* Work request
Check every line in the listing below for "Some". Copy the ones where it occurs.

+ + +

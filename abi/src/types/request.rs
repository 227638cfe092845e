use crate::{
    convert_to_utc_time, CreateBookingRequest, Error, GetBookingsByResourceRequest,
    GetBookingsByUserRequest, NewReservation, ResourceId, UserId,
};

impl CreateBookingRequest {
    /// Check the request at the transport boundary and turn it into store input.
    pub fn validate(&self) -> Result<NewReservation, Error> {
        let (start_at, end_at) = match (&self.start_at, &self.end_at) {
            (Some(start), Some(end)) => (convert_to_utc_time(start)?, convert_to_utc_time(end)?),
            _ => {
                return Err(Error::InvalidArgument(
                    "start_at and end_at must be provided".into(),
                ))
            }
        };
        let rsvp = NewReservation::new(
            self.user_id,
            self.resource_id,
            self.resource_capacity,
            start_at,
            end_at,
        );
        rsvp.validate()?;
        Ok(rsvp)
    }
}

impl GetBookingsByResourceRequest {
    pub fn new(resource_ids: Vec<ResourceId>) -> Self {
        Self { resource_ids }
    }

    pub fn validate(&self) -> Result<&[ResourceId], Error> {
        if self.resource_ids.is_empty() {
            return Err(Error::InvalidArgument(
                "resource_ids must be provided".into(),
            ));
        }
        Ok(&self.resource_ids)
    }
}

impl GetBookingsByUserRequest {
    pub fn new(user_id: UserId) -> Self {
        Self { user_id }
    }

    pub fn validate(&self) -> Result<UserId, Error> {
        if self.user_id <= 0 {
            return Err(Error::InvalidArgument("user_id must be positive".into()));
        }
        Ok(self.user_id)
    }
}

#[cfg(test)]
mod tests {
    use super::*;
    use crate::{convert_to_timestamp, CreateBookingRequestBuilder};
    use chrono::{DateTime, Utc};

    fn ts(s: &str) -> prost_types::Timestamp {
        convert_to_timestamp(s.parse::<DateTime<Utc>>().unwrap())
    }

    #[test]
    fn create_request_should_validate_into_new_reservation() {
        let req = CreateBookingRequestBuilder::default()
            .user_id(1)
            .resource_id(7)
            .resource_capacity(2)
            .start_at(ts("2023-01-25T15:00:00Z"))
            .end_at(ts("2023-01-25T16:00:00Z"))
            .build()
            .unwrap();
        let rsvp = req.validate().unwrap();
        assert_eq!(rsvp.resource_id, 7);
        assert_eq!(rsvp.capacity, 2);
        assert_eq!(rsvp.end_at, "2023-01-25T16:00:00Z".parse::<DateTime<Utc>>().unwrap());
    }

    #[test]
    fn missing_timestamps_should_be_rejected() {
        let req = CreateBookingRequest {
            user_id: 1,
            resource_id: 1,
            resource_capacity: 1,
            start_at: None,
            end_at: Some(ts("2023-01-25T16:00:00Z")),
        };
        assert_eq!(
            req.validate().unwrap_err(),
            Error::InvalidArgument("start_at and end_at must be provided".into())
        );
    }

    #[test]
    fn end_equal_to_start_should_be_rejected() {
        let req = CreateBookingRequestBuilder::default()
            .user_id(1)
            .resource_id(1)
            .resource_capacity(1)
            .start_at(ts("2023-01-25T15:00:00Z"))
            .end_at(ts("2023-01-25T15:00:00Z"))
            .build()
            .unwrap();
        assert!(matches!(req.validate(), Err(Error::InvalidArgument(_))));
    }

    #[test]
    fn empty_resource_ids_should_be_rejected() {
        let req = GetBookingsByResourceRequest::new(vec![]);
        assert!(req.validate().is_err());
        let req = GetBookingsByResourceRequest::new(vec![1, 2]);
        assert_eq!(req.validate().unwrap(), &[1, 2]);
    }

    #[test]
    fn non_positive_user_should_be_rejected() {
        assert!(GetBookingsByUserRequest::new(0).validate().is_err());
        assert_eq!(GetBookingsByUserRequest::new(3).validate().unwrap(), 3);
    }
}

+ + +

* Solution to this task
            (Some(start), Some(end)) => (convert_to_utc_time(start)?, convert_to_utc_time(end)?),
            end_at: Some(ts("2023-01-25T16:00:00Z")),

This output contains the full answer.